WHAT NEEDS TO BE DONE> An exact transcript of all the records is required, with nothing left out.

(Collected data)
● ● ● ● ●
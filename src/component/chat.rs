use crossterm::event::{Event, KeyCode, KeyEventKind, KeyModifiers, MouseButton, MouseEvent, MouseEventKind};
use ratatui::layout::Position;
use ratatui::style::{Color, Style, Stylize};
use ratatui::{
    layout::{Constraint, Layout, Rect},
    text::{Line, Text},
    widgets::{Block, Paragraph},
    Frame,
};
use tui_textarea::TextArea;
use unicode_width::UnicodeWidthChar;

use crate::sys::{Speaker, Turn};

pub struct MessagesComponent {
    cursor: (u16, u16),
    last_mouse_event: MouseEvent,
    pub lock_on_bottom: bool,
    area: Rect,
    active: bool,
}

impl MessagesComponent {
    pub fn new() -> Self {
        Self {
            cursor: (0, 0),
            lock_on_bottom: true,
            active: true,
            area: Rect::default(),
            last_mouse_event: MouseEvent {
                row: 0,
                column: 0,
                kind: MouseEventKind::Moved,
                modifiers: KeyModifiers::empty(),
            },
        }
    }

    fn update_active(&mut self, event: MouseEvent) {
        if event.kind == MouseEventKind::Down(MouseButton::Left) {
            self.active = self.area.contains(Position::new(event.column, event.row))
        }
        if event.kind == MouseEventKind::Drag(MouseButton::Left) && self.active {
            self.move_scroll(event);
        }
        self.last_mouse_event = event;
    }

    fn push_wrapped(text: &mut Text<'static>, message: &str, width: u16, style: Style) {
        let max_len = (width.max(3) - 2) as usize;
        let mut s = String::with_capacity(max_len);
        let mut len = 0;
        for c in message.chars() {
            if c == '\n' {
                text.extend([Line::raw(std::mem::take(&mut s)).style(style)]);
                len = 0;
                continue;
            }
            let w = c.width().unwrap_or(0);
            if len + w > max_len && !s.is_empty() {
                text.extend([Line::raw(std::mem::take(&mut s)).style(style)]);
                len = 0;
            }
            s.push(c);
            len += w;
        }
        if !s.is_empty() || message.is_empty() {
            text.extend([Line::raw(s).style(style)]);
        }
    }

    pub fn render(&mut self, turns: &[Turn], pending: Option<&str>, frame: &mut Frame, area: Rect) {
        self.area = area;
        let mut text = Text::default();
        let pending_turn = pending.map(Turn::user);
        for turn in turns.iter().chain(pending_turn.iter()) {
            let style = match turn.speaker {
                Speaker::Persona(_) => Style::new().fg(Color::Cyan),
                Speaker::User => Style::new().fg(Color::Yellow),
            };
            text.extend([Line::styled(format!("{}:", turn.speaker.label()), style.bold())]);
            Self::push_wrapped(&mut text, &turn.text, area.width, style);
            text.extend([Line::raw("")]);
        }

        let line_n = text.lines.len();

        let max_line = area.height.saturating_sub(2) as usize;
        if line_n > max_line {
            let max_cursor = line_n - max_line;
            if self.cursor.0 >= max_cursor as u16 {
                self.lock_on_bottom = true;
            }

            if self.lock_on_bottom {
                self.cursor.0 = max_cursor as u16;
            }
        } else {
            self.cursor.0 = 0;
        }

        let paragraph = Paragraph::new(text)
            .block(Block::bordered().title("Conversation").gray())
            .scroll(self.cursor);
        frame.render_widget(paragraph, area);
    }

    pub fn move_scroll(&mut self, event: MouseEvent) {
        let (delta_y, delta_x) = (
            event.row as i16 - self.last_mouse_event.row as i16,
            event.column as i16 - self.last_mouse_event.column as i16,
        );
        if delta_x != 0 {
            self.cursor.1 = (self.cursor.1 as i16 - delta_x).max(0) as u16;
        }
        if delta_y != 0 {
            self.cursor.0 = (self.cursor.0 as i16 - delta_y).max(0) as u16;
            self.lock_on_bottom = false;
        }
    }

    pub fn scroll_up(&mut self, lines: u16) {
        self.cursor.0 = self.cursor.0.saturating_sub(lines);
        self.lock_on_bottom = false;
    }

    pub fn scroll_down(&mut self, lines: u16) {
        self.cursor.0 = self.cursor.0.saturating_add(lines);
    }

    pub fn handler_input(&mut self, event: MouseEvent) {
        match event.kind {
            MouseEventKind::ScrollDown => {
                if event.modifiers.contains(KeyModifiers::CONTROL) {
                    self.cursor.1 += 6;
                } else {
                    self.scroll_down(3);
                }
            }
            MouseEventKind::ScrollUp => {
                if event.modifiers.contains(KeyModifiers::CONTROL) {
                    self.cursor.1 = self.cursor.1.saturating_sub(6);
                } else {
                    self.scroll_up(3);
                }
            }
            _ => {}
        }
        self.update_active(event);
    }
}

pub struct ChatComponent {
    pub messages: MessagesComponent,
    input: TextArea<'static>,
    area: Rect,
    exit_n: u8,
}

#[derive(Debug, PartialEq, Eq)]
pub enum Output {
    Exit,
    Submit(String),
    SwitchPersona(isize),
    Export,
    Normal,
}

impl ChatComponent {
    pub fn new() -> Self {
        Self {
            messages: MessagesComponent::new(),
            input: Self::new_textarea(),
            exit_n: 0,
            area: Rect::default(),
        }
    }

    pub fn render(
        &mut self,
        turns: &[Turn],
        pending: Option<&str>,
        frame: &mut Frame,
        area: Rect,
    ) {
        let vertical = Layout::vertical([Constraint::Min(5), Constraint::Length(3)]);
        let [messages_area, input_area] = vertical.areas(area);

        self.area = input_area;

        self.messages.render(turns, pending, frame, messages_area);
        let title = if pending.is_some() {
            "Ask a question: (waiting for reply)"
        } else {
            "Ask a question:"
        };
        self.input.set_block(Block::bordered().title(title).gray());
        frame.render_widget(self.input.widget(), input_area);
    }

    fn new_textarea() -> TextArea<'static> {
        TextArea::default()
    }

    pub fn input_text(&self) -> String {
        self.input.lines().join("\n")
    }

    fn take_message(&mut self) -> String {
        let mut new_textarea = Self::new_textarea();
        std::mem::swap(&mut self.input, &mut new_textarea);
        self.messages.lock_on_bottom = true;
        new_textarea.into_lines().join("\n")
    }

    /// Maps one terminal event to an action. `busy` blocks submission and
    /// persona switching while a reply is pending.
    pub fn handler_input(&mut self, event: Event, busy: bool) -> Output {
        let output = match event {
            Event::Key(key) if key.kind != KeyEventKind::Press => Output::Normal,
            Event::Key(key)
                if key.code == KeyCode::Char('c') && key.modifiers.contains(KeyModifiers::CONTROL) =>
            {
                return Output::Exit;
            }
            Event::Key(key) if key.code == KeyCode::Esc => {
                self.exit_n += 2;
                if self.exit_n >= 3 {
                    return Output::Exit;
                }
                Output::Normal
            }
            Event::Key(key) if key.code == KeyCode::Enter => {
                if busy {
                    Output::Normal
                } else {
                    Output::Submit(self.take_message())
                }
            }
            Event::Key(key) if key.modifiers.contains(KeyModifiers::CONTROL) => match key.code {
                KeyCode::Char('n') if !busy => Output::SwitchPersona(1),
                KeyCode::Char('p') if !busy => Output::SwitchPersona(-1),
                KeyCode::Char('s') => Output::Export,
                _ => {
                    self.input.input(key);
                    Output::Normal
                }
            },
            Event::Key(key) if key.code == KeyCode::PageUp => {
                self.messages.scroll_up(10);
                Output::Normal
            }
            Event::Key(key) if key.code == KeyCode::PageDown => {
                self.messages.scroll_down(10);
                Output::Normal
            }
            Event::Key(key) => {
                self.input.input(key);
                Output::Normal
            }
            Event::Mouse(event) => {
                if !self.area.contains(Position::new(event.column, event.row)) {
                    self.messages.handler_input(event);
                }
                Output::Normal
            }
            Event::Paste(text) => {
                self.input.insert_str(text.replace('\n', " "));
                Output::Normal
            }
            _ => Output::Normal,
        };

        self.exit_n = self.exit_n.saturating_sub(1);
        output
    }
}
● ● ● ● ●
ANSWER BELOW>
filename src/component/chat.rs
use crossterm::event::{Event, KeyCode, KeyEventKind, KeyModifiers, MouseButton, MouseEvent, MouseEventKind};
use ratatui::layout::Position;
use ratatui::style::{Color, Style, Stylize};
use ratatui::{
    layout::{Constraint, Layout, Rect},
    text::{Line, Text},
    widgets::{Block, Paragraph},
    Frame,
};
use tui_textarea::TextArea;
use unicode_width::UnicodeWidthChar;

use crate::sys::{Speaker, Turn};

pub struct MessagesComponent {
    cursor: (u16, u16),
    last_mouse_event: MouseEvent,
    pub lock_on_bottom: bool,
    area: Rect,
    active: bool,
}

impl MessagesComponent {
    pub fn new() -> Self {
        Self {
            cursor: (0, 0),
            lock_on_bottom: true,
            active: true,
            area: Rect::default(),
            last_mouse_event: MouseEvent {
                row: 0,
                column: 0,
                kind: MouseEventKind::Moved,
                modifiers: KeyModifiers::empty(),
            },
        }
    }

    fn update_active(&mut self, event: MouseEvent) {
        if event.kind == MouseEventKind::Down(MouseButton::Left) {
            self.active = self.area.contains(Position::new(event.column, event.row))
        }
        if event.kind == MouseEventKind::Drag(MouseButton::Left) && self.active {
            self.move_scroll(event);
        }
        self.last_mouse_event = event;
    }

    fn push_wrapped(text: &mut Text<'static>, message: &str, width: u16, style: Style) {
        let max_len = (width.max(3) - 2) as usize;
        let mut s = String::with_capacity(max_len);
        let mut len = 0;
        for c in message.chars() {
            if c == '\n' {
                text.extend([Line::raw(std::mem::take(&mut s)).style(style)]);
                len = 0;
                continue;
            }
            let w = c.width().unwrap_or(0);
            if len + w > max_len && !s.is_empty() {
                text.extend([Line::raw(std::mem::take(&mut s)).style(style)]);
                len = 0;
            }
            s.push(c);
            len += w;
        }
        if !s.is_empty() || message.is_empty() {
            text.extend([Line::raw(s).style(style)]);
        }
    }

    pub fn render(&mut self, turns: &[Turn], pending: Option<&str>, frame: &mut Frame, area: Rect) {
        self.area = area;
        let mut text = Text::default();
        let pending_turn = pending.map(Turn::user);
        for turn in turns.iter().chain(pending_turn.iter()) {
            let style = match turn.speaker {
                Speaker::Persona(_) => Style::new().fg(Color::Cyan),
                Speaker::User => Style::new().fg(Color::Yellow),
            };
            text.extend([Line::styled(format!("{}:", turn.speaker.label()), style.bold())]);
            Self::push_wrapped(&mut text, &turn.text, area.width, style);
            text.extend([Line::raw("")]);
        }

        let line_n = text.lines.len();

        let max_line = area.height.saturating_sub(2) as usize;
        if line_n > max_line {
            let max_cursor = line_n - max_line;
            if self.cursor.0 >= max_cursor as u16 {
                self.lock_on_bottom = true;
            }

            if self.lock_on_bottom {
                self.cursor.0 = max_cursor as u16;
            }
        } else {
            self.cursor.0 = 0;
        }

        let paragraph = Paragraph::new(text)
            .block(Block::bordered().title("Conversation").gray())
            .scroll(self.cursor);
        frame.render_widget(paragraph, area);
    }

    pub fn move_scroll(&mut self, event: MouseEvent) {
        let (delta_y, delta_x) = (
            event.row as i16 - self.last_mouse_event.row as i16,
            event.column as i16 - self.last_mouse_event.column as i16,
        );
        if delta_x != 0 {
            self.cursor.1 = (self.cursor.1 as i16 - delta_x).max(0) as u16;
        }
        if delta_y != 0 {
            self.cursor.0 = (self.cursor.0 as i16 - delta_y).max(0) as u16;
            self.lock_on_bottom = false;
        }
    }

    pub fn scroll_up(&mut self, lines: u16) {
        self.cursor.0 = self.cursor.0.saturating_sub(lines);
        self.lock_on_bottom = false;
    }

    pub fn scroll_down(&mut self, lines: u16) {
        self.cursor.0 = self.cursor.0.saturating_add(lines);
    }

    pub fn handler_input(&mut self, event: MouseEvent) {
        match event.kind {
            MouseEventKind::ScrollDown => {
                if event.modifiers.contains(KeyModifiers::CONTROL) {
                    self.cursor.1 += 6;
                } else {
                    self.scroll_down(3);
                }
            }
            MouseEventKind::ScrollUp => {
                if event.modifiers.contains(KeyModifiers::CONTROL) {
                    self.cursor.1 = self.cursor.1.saturating_sub(6);
                } else {
                    self.scroll_up(3);
                }
            }
            _ => {}
        }
        self.update_active(event);
    }
}

pub struct ChatComponent {
    pub messages: MessagesComponent,
    input: TextArea<'static>,
    area: Rect,
    exit_n: u8,
}

#[derive(Debug, PartialEq, Eq)]
pub enum Output {
    Exit,
    Submit(String),
    SwitchPersona(isize),
    Export,
    Normal,
}

impl ChatComponent {
    pub fn new() -> Self {
        Self {
            messages: MessagesComponent::new(),
            input: Self::new_textarea(),
            exit_n: 0,
            area: Rect::default(),
        }
    }

    pub fn render(
        &mut self,
        turns: &[Turn],
        pending: Option<&str>,
        frame: &mut Frame,
        area: Rect,
    ) {
        let vertical = Layout::vertical([Constraint::Min(5), Constraint::Length(3)]);
        let [messages_area, input_area] = vertical.areas(area);

        self.area = input_area;

        self.messages.render(turns, pending, frame, messages_area);
        let title = if pending.is_some() {
            "Ask a question: (waiting for reply)"
        } else {
            "Ask a question:"
        };
        self.input.set_block(Block::bordered().title(title).gray());
        frame.render_widget(self.input.widget(), input_area);
    }

    fn new_textarea() -> TextArea<'static> {
        TextArea::default()
    }

    pub fn input_text(&self) -> String {
        self.input.lines().join("\n")
    }

    fn take_message(&mut self) -> String {
        let mut new_textarea = Self::new_textarea();
        std::mem::swap(&mut self.input, &mut new_textarea);
        self.messages.lock_on_bottom = true;
        new_textarea.into_lines().join("\n")
    }

    /// Maps one terminal event to an action. `busy` blocks submission and
    /// persona switching while a reply is pending.
    pub fn handler_input(&mut self, event: Event, busy: bool) -> Output {
        let output = match event {
            Event::Key(key) if key.kind != KeyEventKind::Press => Output::Normal,
            Event::Key(key)
                if key.code == KeyCode::Char('c') && key.modifiers.contains(KeyModifiers::CONTROL) =>
            {
                return Output::Exit;
            }
            Event::Key(key) if key.code == KeyCode::Esc => {
                self.exit_n += 2;
                if self.exit_n >= 3 {
                    return Output::Exit;
                }
                Output::Normal
            }
            Event::Key(key) if key.code == KeyCode::Enter => {
                if busy {
                    Output::Normal
                } else {
                    Output::Submit(self.take_message())
                }
            }
            Event::Key(key) if key.modifiers.contains(KeyModifiers::CONTROL) => match key.code {
                KeyCode::Char('n') if !busy => Output::SwitchPersona(1),
                KeyCode::Char('p') if !busy => Output::SwitchPersona(-1),
                KeyCode::Char('s') => Output::Export,
                _ => {
                    self.input.input(key);
                    Output::Normal
                }
            },
            Event::Key(key) if key.code == KeyCode::PageUp => {
                self.messages.scroll_up(10);
                Output::Normal
            }
            Event::Key(key) if key.code == KeyCode::PageDown => {
                self.messages.scroll_down(10);
                Output::Normal
            }
            Event::Key(key) => {
                self.input.input(key);
                Output::Normal
            }
            Event::Mouse(event) => {
                if !self.area.contains(Position::new(event.column, event.row)) {
                    self.messages.handler_input(event);
                }
                Output::Normal
            }
            Event::Paste(text) => {
                self.input.insert_str(text.replace('\n', " "));
                Output::Normal
            }
            _ => Output::Normal,
        };

        self.exit_n = self.exit_n.saturating_sub(1);
        output
    }
}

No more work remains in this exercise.